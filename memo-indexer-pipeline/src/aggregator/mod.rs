//! Derived aggregators.
//!
//! Each aggregator turns a window of stored actions into a [`ViewChangeset`].
//! The [`AggregatorRunner`] reads the window after the job's watermark and
//! persists the changeset together with the new watermark, so a job never
//! processes an action twice.
mod feed;
mod notifications;
mod runner;
mod stats;

pub use feed::FeedAggregator;
pub use notifications::NotificationsAggregator;
pub use runner::{AggregateReport, AggregatorRunner, watermark_key};
pub use stats::{TopicStatsAggregator, UserStatsAggregator};

use std::sync::Arc;

use async_trait::async_trait;
use memo_indexer_repository::ActionsRepository;
use memo_indexer_shared::types::{StoredAction, ViewChangeset};

use crate::errors::AggregatorError;

#[async_trait]
pub trait Aggregate: Send + Sync {
    /// Job name, also the key of its watermark.
    fn name(&self) -> &'static str;

    /// Computes the view changes for `batch`, an id-ordered window of stored
    /// actions. `actions` answers lookups outside the window.
    async fn aggregate(
        &self,
        batch: &[StoredAction],
        actions: &dyn ActionsRepository,
    ) -> Result<ViewChangeset, AggregatorError>;
}

pub fn all_jobs() -> Vec<Arc<dyn Aggregate>> {
    vec![
        Arc::new(NotificationsAggregator),
        Arc::new(FeedAggregator),
        Arc::new(TopicStatsAggregator),
        Arc::new(UserStatsAggregator),
    ]
}

/// Looks a job up by name; `all` is not a job.
pub fn job_by_name(name: &str) -> Result<Arc<dyn Aggregate>, AggregatorError> {
    all_jobs()
        .into_iter()
        .find(|job| job.name() == name)
        .ok_or_else(|| AggregatorError::UnknownJob(name.to_string()))
}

--------

Problem to solve: Across all the records above, find each line with "AggregatorError" in it and copy it.

Exercise output:
use crate::errors::AggregatorError;
    ) -> Result<ViewChangeset, AggregatorError>;
pub fn job_by_name(name: &str) -> Result<Arc<dyn Aggregate>, AggregatorError> {
        .ok_or_else(|| AggregatorError::UnknownJob(name.to_string()))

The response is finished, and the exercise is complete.